Load the processor and tokenizer for the teacher model (LayoutLMv3) and the tokenizer for the student model (DistilBERT).

In [None]:
processor = AutoProcessor.from_pretrained("microsoft/layoutlmv3-base", apply_ocr=False)
teacher_tokenizer = AutoTokenizer.from_pretrained("microsoft/layoutlmv3-base")
student_tokenizer = DistilBertTokenizer.from_pretrained("distilbert-base-uncased")

The secret `HF_TOKEN` does not exist in your Colab secrets.
To authenticate with the Hugging Face Hub, create a token in your settings tab (https://huggingface.co/settings/tokens), set it as secret in your Google Colab and restart your session.
You will be able to reuse this secret in all of your notebooks.
Please note that authentication is recommended but still optional to access public models or datasets.


# 5. Load and Process Dataset
* Load the FUNSD dataset for layout-aware token classification.

* Extract label mappings from the dataset.

* Define column names.

In [None]:
dataset = load_dataset("nielsr/funsd-layoutlmv3")
label_list = dataset['train'].features['ner_tags'].feature.names
id2label = {k: v for k, v in enumerate(label_list)}
label2id = {v: k for k, v in enumerate(label_list)}
num_labels = len(label_list)

image_column_name = "image"
text_column_name = "tokens"
boxes_column_name = "bboxes"
label_column_name = "ner_tags"
column_names = dataset["train"].column_names

# 6. Define Example Preparation Functions

* Create functions for tokenizing teacher and student data.

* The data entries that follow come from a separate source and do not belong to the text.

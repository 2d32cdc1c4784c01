//! Read-mostly view of live rooms for the HTTP layer
//!
//! Written by the tick loop only; handlers read it without touching room state.

use dashmap::DashMap;
use serde::Serialize;

use super::r#match::{MatchPhase, MatchState};

/// Room summary published once per tick
#[derive(Debug, Clone, Serialize)]
pub struct RoomSummary {
    pub code: String,
    pub phase: MatchPhase,
    pub players: usize,
    pub npcs: usize,
    pub tick: u64,
}

impl RoomSummary {
    pub fn of(state: &MatchState) -> Self {
        Self {
            code: state.code.clone(),
            phase: state.phase,
            players: state.players.len(),
            npcs: state.npcs.iter().filter(|n| n.alive).count(),
            tick: state.tick,
        }
    }
}

/// Registry of all active rooms
pub struct RoomDirectory {
    rooms: DashMap<String, RoomSummary>,
}

impl RoomDirectory {
    pub fn new() -> Self {
        Self {
            rooms: DashMap::new(),
        }
    }

    pub fn get(&self, code: &str) -> Option<RoomSummary> {
        self.rooms.get(code).map(|r| r.value().clone())
    }

    pub fn publish(&self, summary: RoomSummary) {
        self.rooms.insert(summary.code.clone(), summary);
    }

    pub fn remove(&self, code: &str) -> Option<RoomSummary> {
        self.rooms.remove(code).map(|(_, s)| s)
    }

    pub fn active_rooms(&self) -> usize {
        self.rooms.len()
    }

    pub fn total_players(&self) -> usize {
        self.rooms.iter().map(|r| r.value().players).sum()
    }

    /// All rooms, sorted by code
    pub fn list(&self) -> Vec<RoomSummary> {
        let mut rooms: Vec<RoomSummary> = self.rooms.iter().map(|r| r.value().clone()).collect();
        rooms.sort_by(|a, b| a.code.cmp(&b.code));
        rooms
    }
}

impl Default for RoomDirectory {
    fn default() -> Self {
        Self::new()
    }
}

#[cfg(test)]
mod tests {
    use super::*;

    fn summary(code: &str, players: usize) -> RoomSummary {
        RoomSummary {
            code: code.to_string(),
            phase: MatchPhase::Lobby,
            players,
            npcs: 0,
            tick: 0,
        }
    }

    #[test]
    fn publish_replaces_and_totals() {
        let dir = RoomDirectory::new();
        dir.publish(summary("b", 2));
        dir.publish(summary("a", 3));
        dir.publish(summary("b", 4));

        assert_eq!(dir.active_rooms(), 2);
        assert_eq!(dir.total_players(), 7);
        let codes: Vec<String> = dir.list().into_iter().map(|s| s.code).collect();
        assert_eq!(codes, vec!["a", "b"]);

        assert!(dir.remove("a").is_some());
        assert!(dir.get("a").is_none());
        assert_eq!(dir.total_players(), 4);
    }
}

* The teacher model uses images, text, and bounding boxes.

* The student model uses only text and includes dummy bounding boxes and pixel values.

In [None]:
def prepare_examples(examples):
    encoding = processor(
        examples[image_column_name],
        examples[text_column_name],
        max_length=teacher_tokenizer.model_max_length,
        boxes=examples[boxes_column_name],
        word_labels=examples[label_column_name],
        truncation=True,
        padding="max_length"
    )
    return encoding

def student_prepare_examples(examples):
    encoding = student_tokenizer(
        examples[text_column_name],
        is_split_into_words=True,
        max_length=teacher_tokenizer.model_max_length,
        truncation=True,
        padding="max_length"
    )
    encoding["bbox"] = [[[0, 0, 0, 0]] * teacher_tokenizer.model_max_length] * len(encoding["input_ids"])
    encoding["pixel_values"] = [np.zeros((3, 224, 224), dtype="float32").tolist()] * len(encoding["input_ids"])
    encoding["labels"] = [label + [-100] * (teacher_tokenizer.model_max_length - len(label)) for label in examples[label_column_name]]
    return encoding

# 7. Prepare Datasets for Training and Evaluation

* Convert the dataset into a format compatible with LayoutLMv3 and DistilBERT.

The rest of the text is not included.